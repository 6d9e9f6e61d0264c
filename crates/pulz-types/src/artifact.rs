use serde::{Deserialize, Serialize};
use serde_json::Value;

#[derive(Debug, Clone, Copy, PartialEq, Eq, Serialize, Deserialize)]
#[serde(rename_all = "snake_case")]
pub enum ArtifactKind {
    Json,
    Html,
    Pdf,
    Doc,
    Zip,
}

impl ArtifactKind {
    pub fn as_str(self) -> &'static str {
        match self {
            ArtifactKind::Json => "json",
            ArtifactKind::Html => "html",
            ArtifactKind::Pdf => "pdf",
            ArtifactKind::Doc => "doc",
            ArtifactKind::Zip => "zip",
        }
    }
}

#[derive(Debug, Clone, Serialize, Deserialize)]
pub struct Artifact {
    pub id: String,
    pub proposal_id: String,
    #[serde(default)]
    pub execution_id: Option<String>,
    pub created_at: String,
    pub kind: ArtifactKind,
    pub path: String,
    pub sha256: String,
    #[serde(default)]
    pub data: Option<Value>,
    #[serde(default)]
    pub text: Option<String>,
}
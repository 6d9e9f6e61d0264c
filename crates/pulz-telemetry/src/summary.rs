use std::collections::HashMap;

use pulz_core::config::CostTable;
use pulz_core::truncate_to_hour;
use pulz_store::{Store, StoreError};
use serde::Serialize;

/// `/telemetry/summary` response shape, computed exactly per `spec.md` §4.8.
#[derive(Debug, Clone, Serialize)]
pub struct TelemetrySummary {
    pub total_tokens: u64,
    pub total_cost_usd: f64,
    pub tokens_over_time: Vec<TokenBucket>,
    pub cost_per_signal: f64,
    pub cost_per_proposal: f64,
    pub cost_per_execution: f64,
    pub roi_by_source: HashMap<String, RoiEntry>,
}

#[derive(Debug, Clone, Serialize)]
pub struct TokenBucket {
    pub hour: String,
    pub tokens: u64,
}

#[derive(Debug, Clone, Serialize)]
pub struct RoiEntry {
    pub signals: u64,
    pub cost_usd: f64,
    #[serde(skip_serializing_if = "Option::is_none")]
    pub revenue_cents: Option<i64>,
    #[serde(skip_serializing_if = "Option::is_none")]
    pub roi: Option<f64>,
}

/// Computes the full `/telemetry/summary` payload. `cost_table` supplies the
/// per-provider USD rate per 1M tokens (`COST_PER_1M_TOKENS_USD`, `spec` §6).
pub async fn telemetry_summary(
    store: &Store,
    cost_table: &CostTable,
) -> Result<TelemetrySummary, StoreError> {
    let events = store.all_telemetry_events().await?;

    let mut total_tokens: u64 = 0;
    let mut total_cost_usd: f64 = 0.0;
    let mut by_hour: HashMap<String, u64> = HashMap::new();

    for event in &events {
        if event.event_type != "tokens_used" {
            continue;
        }
        let tokens = event
            .payload
            .get("tokens")
            .and_then(|v| v.as_u64())
            .unwrap_or(0);
        let provider = event
            .payload
            .get("provider")
            .and_then(|v| v.as_str())
            .unwrap_or("default");
        total_tokens += tokens;
        total_cost_usd += (tokens as f64 / 1_000_000.0) * cost_table.rate_for(provider);
        let bucket = by_hour.entry(truncate_to_hour(&event.ts)).or_insert(0);
        *bucket += tokens;
    }

    let mut tokens_over_time: Vec<TokenBucket> = by_hour
        .into_iter()
        .map(|(hour, tokens)| TokenBucket { hour, tokens })
        .collect();
    tokens_over_time.sort_by(|a, b| a.hour.cmp(&b.hour));

    let signal_count = store.count_signals().await?;
    let proposal_count = store.count_proposals().await?;
    let execution_count = store.count_executions().await?;

    let cost_per_signal = cost_per(total_cost_usd, signal_count);
    let cost_per_proposal = cost_per(total_cost_usd, proposal_count);
    let cost_per_execution = cost_per(total_cost_usd, execution_count);

    let sources = store.distinct_sources().await?;
    let revenue_by_source = store.realized_revenue_by_signal_source().await?;

    let mut roi_by_source = HashMap::new();
    for source in sources {
        let signals = store.count_signals_by_source(source.clone()).await?;
        let cost_usd = cost_per_signal * signals as f64;
        let revenue_cents = revenue_by_source.get(&source).copied();
        let roi = revenue_cents.and_then(|cents| {
            if cost_usd > 0.0 {
                Some((cents as f64 / 100.0) / cost_usd)
            } else {
                None
            }
        });
        roi_by_source.insert(
            source,
            RoiEntry {
                signals,
                cost_usd,
                revenue_cents,
                roi,
            },
        );
    }

    Ok(TelemetrySummary {
        total_tokens,
        total_cost_usd,
        tokens_over_time,
        cost_per_signal,
        cost_per_proposal,
        cost_per_execution,
        roi_by_source,
    })
}

fn cost_per(total_cost_usd: f64, count: u64) -> f64 {
    if count == 0 {
        0.0
    } else {
        total_cost_usd / count as f64
    }
}

#[cfg(test)]
mod tests {
    use super::*;
    use pulz_types::{Signal, SignalStatus, TelemetryEvent};

    async fn seeded_store() -> Store {
        let dir = tempfile::tempdir().unwrap();
        let store = Store::open(dir.path().join("engine.sqlite3")).await.unwrap();
        std::mem::forget(dir);
        store
    }

    #[tokio::test]
    async fn roi_by_source_computes_revenue_over_cost() {
        let store = seeded_store().await;
        for i in 0..2 {
            store
                .insert_signal_if_absent(Signal {
                    id: format!("sig-{i}"),
                    source: "rss:X".to_string(),
                    url: format!("https://example.com/{i}"),
                    title: "Need a tool".to_string(),
                    body_excerpt: "looking for automation".to_string(),
                    author: None,
                    created_at: "2026-01-01T00:00:00Z".to_string(),
                    raw: serde_json::json!({}),
                    contact_hint: None,
                    scored: None,
                    proposal_id: None,
                    status: SignalStatus::Queued,
                    inserted_at: "2026-01-01T00:00:00Z".to_string(),
                })
                .await
                .unwrap();
        }
        store
            .insert_telemetry_event(TelemetryEvent {
                id: "tok-1".to_string(),
                ts: "2026-01-01T00:00:00Z".to_string(),
                mission_id: None,
                proposal_id: None,
                execution_id: None,
                event_type: "tokens_used".to_string(),
                payload: serde_json::json!({"tokens": 1_000_000, "provider": "default"}),
            })
            .await
            .unwrap();

        let cost_table = CostTable::default();
        let summary = telemetry_summary(&store, &cost_table).await.unwrap();
        assert_eq!(summary.total_tokens, 1_000_000);
        assert!((summary.total_cost_usd - 2.0).abs() < 1e-9);

        let entry = summary.roi_by_source.get("rss:X").unwrap();
        assert_eq!(entry.signals, 2);
        // No realized revenue recorded yet: roi stays None, not zero.
        assert!(entry.roi.is_none());
    }

    #[tokio::test]
    async fn zero_denominators_yield_zero_cost_per_unit() {
        let store = seeded_store().await;
        let cost_table = CostTable::default();
        let summary = telemetry_summary(&store, &cost_table).await.unwrap();
        assert_eq!(summary.cost_per_signal, 0.0);
        assert_eq!(summary.cost_per_proposal, 0.0);
        assert_eq!(summary.cost_per_execution, 0.0);
    }
}
use async_trait::async_trait;
use pulz_types::{ArtifactKind, ExecutionMetrics, ExecutionPlan, ExecutorArtifact, ExecutorOutcome, Lane, Proposal};
use serde_json::json;

use crate::lanes::esc;
use crate::{ExecutionContext, Executor, ExecutorError, ProgressSink};

const STYLESHEET: &str = "body { font-family: sans-serif; max-width: 720px; margin: 2rem auto; \
line-height: 1.5; color: #1a1a1a; }\nh1, h2 { color: #0b3d91; }\n\
ul { padding-left: 1.25rem; }\n.price { font-weight: bold; }\n";

pub struct HtmlExecutor;

#[async_trait]
impl Executor for HtmlExecutor {
    fn lane(&self) -> Lane {
        Lane::Html
    }

    async fn plan(
        &self,
        _proposal: &Proposal,
        _ctx: &ExecutionContext,
    ) -> Result<ExecutionPlan, ExecutorError> {
        Ok(ExecutionPlan {
            estimated_tokens: 0,
            estimated_seconds: 0.5,
        })
    }

    async fn run(
        &self,
        _execution_id: &str,
        proposal: &Proposal,
        ctx: &ExecutionContext,
        emit: &dyn ProgressSink,
    ) -> Result<ExecutorOutcome, ExecutorError> {
        ctx.check_cancelled()?;
        emit.emit("lane_started", json!({ "lane": "html" })).await;

        let options: String = proposal
            .data
            .solution_options
            .iter()
            .map(|o| format!("<li>{}</li>", esc(o)))
            .collect();

        let html = format!(
            "<!doctype html>\n<html lang=\"en\">\n<head>\n<meta charset=\"utf-8\">\n\
             <title>Proposal</title>\n<link rel=\"stylesheet\" href=\"styles.css\">\n</head>\n<body>\n\
             <h1>Proposal</h1>\n<h2>Problem</h2>\n<p>{}</p>\n<h2>Solution options</h2>\n<ul>{}</ul>\n\
             <p class=\"price\">Suggested price range: {}</p>\n\
             <p>Estimated build time: {} minutes</p>\n\
             <h2>Message template</h2>\n<p>{}</p>\n</body>\n</html>\n",
            esc(&proposal.data.problem_summary),
            options,
            esc(&proposal.data.suggested_price_range),
            proposal.data.estimated_build_time_minutes,
            esc(&proposal.data.message_template),
        );

        ctx.check_cancelled()?;
        emit.emit("lane_progress", json!({ "lane": "html", "file": "index.html" })).await;

        let outcome = ExecutorOutcome {
            outputs: json!({ "files": ["index.html", "styles.css"] }),
            artifacts: vec![
                ExecutorArtifact {
                    filename: "index.html".to_string(),
                    kind: ArtifactKind::Html,
                    text: Some(html.clone()),
                    bytes: html.into_bytes(),
                },
                ExecutorArtifact {
                    filename: "styles.css".to_string(),
                    kind: ArtifactKind::Html,
                    text: Some(STYLESHEET.to_string()),
                    bytes: STYLESHEET.as_bytes().to_vec(),
                },
            ],
            metrics: ExecutionMetrics {
                artifact_count: Some(2),
                ..Default::default()
            },
        };

        emit.emit("lane_finished", json!({ "lane": "html" })).await;
        Ok(outcome)
    }
}
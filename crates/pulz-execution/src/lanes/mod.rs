pub mod doc;
pub mod html;
pub mod pdf;
pub mod site;

use pulz_types::Proposal;

/// Plain-text body shared by the `pdf` and `doc` lanes: problem summary,
/// numbered solution options, price range, build time, and the message
/// template — the same fields the `html` lane renders as markup.
pub(crate) fn render_text_body(proposal: &Proposal) -> String {
    let mut body = String::new();
    body.push_str(&format!("Problem\n{}\n\n", proposal.data.problem_summary));
    body.push_str("Solution options\n");
    for (i, option) in proposal.data.solution_options.iter().enumerate() {
        body.push_str(&format!("{}. {option}\n", i + 1));
    }
    body.push('\n');
    body.push_str(&format!(
        "Suggested price range: {}\n",
        proposal.data.suggested_price_range
    ));
    body.push_str(&format!(
        "Estimated build time: {} minutes\n\n",
        proposal.data.estimated_build_time_minutes
    ));
    body.push_str("Message template\n");
    body.push_str(&proposal.data.message_template);
    body.push('\n');
    body
}

/// Markdown rendering of the same fields, for the `doc` lane's `document.md`.
pub(crate) fn render_markdown_body(proposal: &Proposal) -> String {
    let mut body = String::new();
    body.push_str(&format!("# Proposal\n\n## Problem\n\n{}\n\n", proposal.data.problem_summary));
    body.push_str("## Solution options\n\n");
    for option in &proposal.data.solution_options {
        body.push_str(&format!("- {option}\n"));
    }
    body.push_str(&format!(
        "\n**Suggested price range:** {}\n\n",
        proposal.data.suggested_price_range
    ));
    body.push_str(&format!(
        "**Estimated build time:** {} minutes\n\n",
        proposal.data.estimated_build_time_minutes
    ));
    body.push_str("## Message template\n\n");
    body.push_str(&proposal.data.message_template);
    body.push('\n');
    body
}

fn escape_html(input: &str) -> String {
    input
        .replace('&', "&amp;")
        .replace('<', "&lt;")
        .replace('>', "&gt;")
        .replace('"', "&quot;")
}

pub(crate) use escape_html as esc;
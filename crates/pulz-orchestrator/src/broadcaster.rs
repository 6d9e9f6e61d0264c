//! Typed pub-sub fan-out for the public `/feed` SSE stream (`spec` §4.4).
//! Every subscriber gets its own bounded queue so a slow HTTP client can't
//! starve the others.

use std::sync::atomic::{AtomicU64, Ordering};
use std::sync::Arc;

use pulz_types::FeedEvent;
use tokio::sync::{mpsc, Mutex};

/// Bounded so one stalled subscriber can only ever hold this many events
/// before publish starts silently dropping for it (best-effort, at-most-once
/// per subscriber, per `spec` §4.4/§5).
const SUBSCRIBER_CAPACITY: usize = 256;

pub type FeedReceiver = mpsc::Receiver<FeedEvent>;

struct Subscriber {
    id: u64,
    tx: mpsc::Sender<FeedEvent>,
}

#[derive(Clone)]
pub struct Broadcaster {
    subscribers: Arc<Mutex<Vec<Subscriber>>>,
    next_id: Arc<AtomicU64>,
}

impl Broadcaster {
    pub fn new() -> Self {
        Self {
            subscribers: Arc::new(Mutex::new(Vec::new())),
            next_id: Arc::new(AtomicU64::new(1)),
        }
    }

    /// Registers a new subscriber and returns its id (for `unsubscribe`) and
    /// the receiving half of its queue.
    pub async fn subscribe(&self) -> (u64, FeedReceiver) {
        let id = self.next_id.fetch_add(1, Ordering::Relaxed);
        let (tx, rx) = mpsc::channel(SUBSCRIBER_CAPACITY);
        self.subscribers.lock().await.push(Subscriber { id, tx });
        (id, rx)
    }

    pub async fn unsubscribe(&self, id: u64) {
        self.subscribers.lock().await.retain(|s| s.id != id);
    }

    /// Delivers `event` to every live subscriber, insertion-order-preserving
    /// per publish. Holds the subscriber-list lock only long enough to clone
    /// out the senders, never while sending (`spec` §5 "Shared resources").
    /// A full queue is a silently dropped delivery for that subscriber; a
    /// closed queue is pruned from the list on this pass.
    pub async fn publish(&self, event: FeedEvent) {
        let senders: Vec<(u64, mpsc::Sender<FeedEvent>)> = {
            let guard = self.subscribers.lock().await;
            guard.iter().map(|s| (s.id, s.tx.clone())).collect()
        };

        let mut dead = Vec::new();
        for (id, tx) in senders {
            match tx.try_send(event.clone()) {
                Ok(()) => {}
                Err(mpsc::error::TrySendError::Full(_)) => {}
                Err(mpsc::error::TrySendError::Closed(_)) => dead.push(id),
            }
        }

        if !dead.is_empty() {
            let mut guard = self.subscribers.lock().await;
            guard.retain(|s| !dead.contains(&s.id));
        }
    }

    pub async fn subscriber_count(&self) -> usize {
        self.subscribers.lock().await.len()
    }
}

impl Default for Broadcaster {
    fn default() -> Self {
        Self::new()
    }
}

#[cfg(test)]
mod tests {
    use super::*;

    #[tokio::test]
    async fn publish_reaches_every_subscriber() {
        let bus = Broadcaster::new();
        let (_, mut rx1) = bus.subscribe().await;
        let (_, mut rx2) = bus.subscribe().await;

        bus.publish(FeedEvent::new("signal", serde_json::json!({"n": 1}))).await;

        assert_eq!(rx1.recv().await.unwrap().kind, "signal");
        assert_eq!(rx2.recv().await.unwrap().kind, "signal");
    }

    #[tokio::test]
    async fn unsubscribe_stops_delivery() {
        let bus = Broadcaster::new();
        let (id, mut rx) = bus.subscribe().await;
        bus.unsubscribe(id).await;

        bus.publish(FeedEvent::new("signal", serde_json::json!({}))).await;
        assert!(rx.recv().await.is_none() || rx.try_recv().is_err());
        assert_eq!(bus.subscriber_count().await, 0);
    }

    #[tokio::test]
    async fn dropped_receiver_is_pruned_on_next_publish() {
        let bus = Broadcaster::new();
        let (_, rx) = bus.subscribe().await;
        drop(rx);

        bus.publish(FeedEvent::new("heartbeat", serde_json::json!({}))).await;
        assert_eq!(bus.subscriber_count().await, 0);
    }

    #[tokio::test]
    async fn publish_preserves_insertion_order_per_subscriber() {
        let bus = Broadcaster::new();
        let (_, mut rx) = bus.subscribe().await;

        bus.publish(FeedEvent::new("a", serde_json::json!({}))).await;
        bus.publish(FeedEvent::new("b", serde_json::json!({}))).await;

        assert_eq!(rx.recv().await.unwrap().kind, "a");
        assert_eq!(rx.recv().await.unwrap().kind, "b");
    }
}
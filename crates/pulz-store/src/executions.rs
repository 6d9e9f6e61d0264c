use pulz_types::{Execution, ExecutionMetrics, ExecutionStatus, Lane};
use rusqlite::{params, OptionalExtension, Row};

use crate::connection::{Store, StoreError};

impl Store {
    pub async fn insert_execution(&self, execution: Execution) -> Result<(), StoreError> {
        self.write(move |conn| {
            conn.execute(
                "INSERT INTO executions
                    (id, proposal_id, mission_id, lane, status, started_at, finished_at,
                     approved_by, inputs, outputs, logs_text, error, metrics)
                 VALUES (?1, ?2, ?3, ?4, ?5, ?6, ?7, ?8, ?9, ?10, ?11, ?12, ?13)",
                params![
                    execution.id,
                    execution.proposal_id,
                    execution.mission_id,
                    execution.lane.as_str(),
                    execution.status.as_str(),
                    execution.started_at,
                    execution.finished_at,
                    execution.approved_by,
                    serde_json::to_string(&execution.inputs)?,
                    serde_json::to_string(&execution.outputs)?,
                    execution.logs_text,
                    execution.error,
                    serde_json::to_string(&execution.metrics)?,
                ],
            )?;
            Ok(())
        })
        .await
    }

    pub async fn get_execution(&self, id: String) -> Result<Option<Execution>, StoreError> {
        self.read(move |conn| {
            conn.query_row("SELECT * FROM executions WHERE id = ?1", params![id], row_to_execution)
                .optional()
                .map_err(StoreError::from)
        })
        .await
    }

    /// True when `proposal_id` already has an execution in `{queued, running}`.
    pub async fn has_active_execution(&self, proposal_id: String) -> Result<bool, StoreError> {
        self.read(move |conn| {
            let n: i64 = conn.query_row(
                "SELECT count(*) FROM executions WHERE proposal_id = ?1 AND status IN ('queued','running')",
                params![proposal_id],
                |row| row.get(0),
            )?;
            Ok(n > 0)
        })
        .await
    }

    pub async fn append_log_line(&self, id: String, line: String) -> Result<(), StoreError> {
        self.write(move |conn| {
            conn.execute(
                "UPDATE executions SET logs_text = logs_text || ?1 WHERE id = ?2",
                params![format!("{line}\n"), id],
            )?;
            Ok(())
        })
        .await
    }

    pub async fn update_execution_status(
        &self,
        id: String,
        status: ExecutionStatus,
        finished_at: Option<String>,
        error: Option<String>,
    ) -> Result<(), StoreError> {
        self.write(move |conn| {
            conn.execute(
                "UPDATE executions SET status = ?1, finished_at = ?2, error = ?3 WHERE id = ?4",
                params![status.as_str(), finished_at, error, id],
            )?;
            Ok(())
        })
        .await
    }

    pub async fn update_execution_outputs(
        &self,
        id: String,
        outputs: serde_json::Value,
        metrics: ExecutionMetrics,
    ) -> Result<(), StoreError> {
        self.write(move |conn| {
            conn.execute(
                "UPDATE executions SET outputs = ?1, metrics = ?2 WHERE id = ?3",
                params![serde_json::to_string(&outputs)?, serde_json::to_string(&metrics)?, id],
            )?;
            Ok(())
        })
        .await
    }

    pub async fn list_executions(
        &self,
        status: Option<String>,
        lane: Option<String>,
        mission_id: Option<String>,
    ) -> Result<Vec<Execution>, StoreError> {
        self.read(move |conn| {
            let mut sql = String::from("SELECT * FROM executions WHERE 1=1");
            let mut bound: Vec<String> = Vec::new();
            if let Some(status) = &status {
                sql.push_str(" AND status = ?");
                bound.push(status.clone());
            }
            if let Some(lane) = &lane {
                sql.push_str(" AND lane = ?");
                bound.push(lane.clone());
            }
            if let Some(mission_id) = &mission_id {
                sql.push_str(" AND mission_id = ?");
                bound.push(mission_id.clone());
            }
            sql.push_str(" ORDER BY started_at DESC");

            let mut stmt = conn.prepare(&sql)?;
            let params: Vec<&dyn rusqlite::ToSql> =
                bound.iter().map(|s| s as &dyn rusqlite::ToSql).collect();
            let rows = stmt
                .query_map(params.as_slice(), row_to_execution)?
                .collect::<Result<Vec<_>, _>>()?;
            Ok(rows)
        })
        .await
    }

    /// Every execution still `running` when the mission with `mission_id` stops
    /// transitions to `cancelled` (invariant 6, `spec` §3).
    pub async fn cancel_running_executions_for_mission(
        &self,
        mission_id: String,
        now: String,
    ) -> Result<Vec<String>, StoreError> {
        self.write(move |conn| {
            let mut stmt = conn.prepare(
                "SELECT id FROM executions WHERE mission_id = ?1 AND status = 'running'",
            )?;
            let ids: Vec<String> = stmt
                .query_map(params![mission_id], |row| row.get(0))?
                .collect::<Result<_, _>>()?;
            for id in &ids {
                conn.execute(
                    "UPDATE executions SET status = 'cancelled', finished_at = ?1 WHERE id = ?2",
                    params![now, id],
                )?;
            }
            Ok(ids)
        })
        .await
    }

    /// Invoked once at startup: any execution left `running` across a process
    /// restart is considered failed (`spec` §1 Non-goals).
    pub async fn fail_stale_running_executions(&self, now: String) -> Result<u64, StoreError> {
        self.write(move |conn| {
            let n = conn.execute(
                "UPDATE executions SET status = 'failed', finished_at = ?1, error = 'process restarted while running' WHERE status = 'running'",
                params![now],
            )?;
            Ok(n as u64)
        })
        .await
    }

    pub async fn count_executions(&self) -> Result<u64, StoreError> {
        self.read(|conn| {
            let n: i64 = conn.query_row("SELECT count(*) FROM executions", [], |row| row.get(0))?;
            Ok(n as u64)
        })
        .await
    }
}

fn row_to_execution(row: &Row<'_>) -> rusqlite::Result<Execution> {
    let lane: String = row.get("lane")?;
    let status: String = row.get("status")?;
    let inputs: String = row.get("inputs")?;
    let outputs: String = row.get("outputs")?;
    let metrics: String = row.get("metrics")?;
    Ok(Execution {
        id: row.get("id")?,
        proposal_id: row.get("proposal_id")?,
        mission_id: row.get("mission_id")?,
        lane: Lane::parse(&lane).unwrap_or(Lane::Html),
        status: parse_status(&status),
        started_at: row.get("started_at")?,
        finished_at: row.get("finished_at")?,
        approved_by: row.get("approved_by")?,
        inputs: serde_json::from_str(&inputs)
            .map_err(|e| rusqlite::Error::FromSqlConversionFailure(0, rusqlite::types::Type::Text, Box::new(e)))?,
        outputs: serde_json::from_str(&outputs)
            .map_err(|e| rusqlite::Error::FromSqlConversionFailure(0, rusqlite::types::Type::Text, Box::new(e)))?,
        logs_text: row.get("logs_text")?,
        error: row.get("error")?,
        metrics: serde_json::from_str(&metrics)
            .map_err(|e| rusqlite::Error::FromSqlConversionFailure(0, rusqlite::types::Type::Text, Box::new(e)))?,
    })
}

fn parse_status(value: &str) -> ExecutionStatus {
    match value {
        "queued" => ExecutionStatus::Queued,
        "running" => ExecutionStatus::Running,
        "succeeded" => ExecutionStatus::Succeeded,
        "cancelled" => ExecutionStatus::Cancelled,
        _ => ExecutionStatus::Failed,
    }
}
════════════════════
_About this exercise_
Lines above with the word "subscribers" should be counted, and the reply is that count alone.

_Solution to this exercise_
7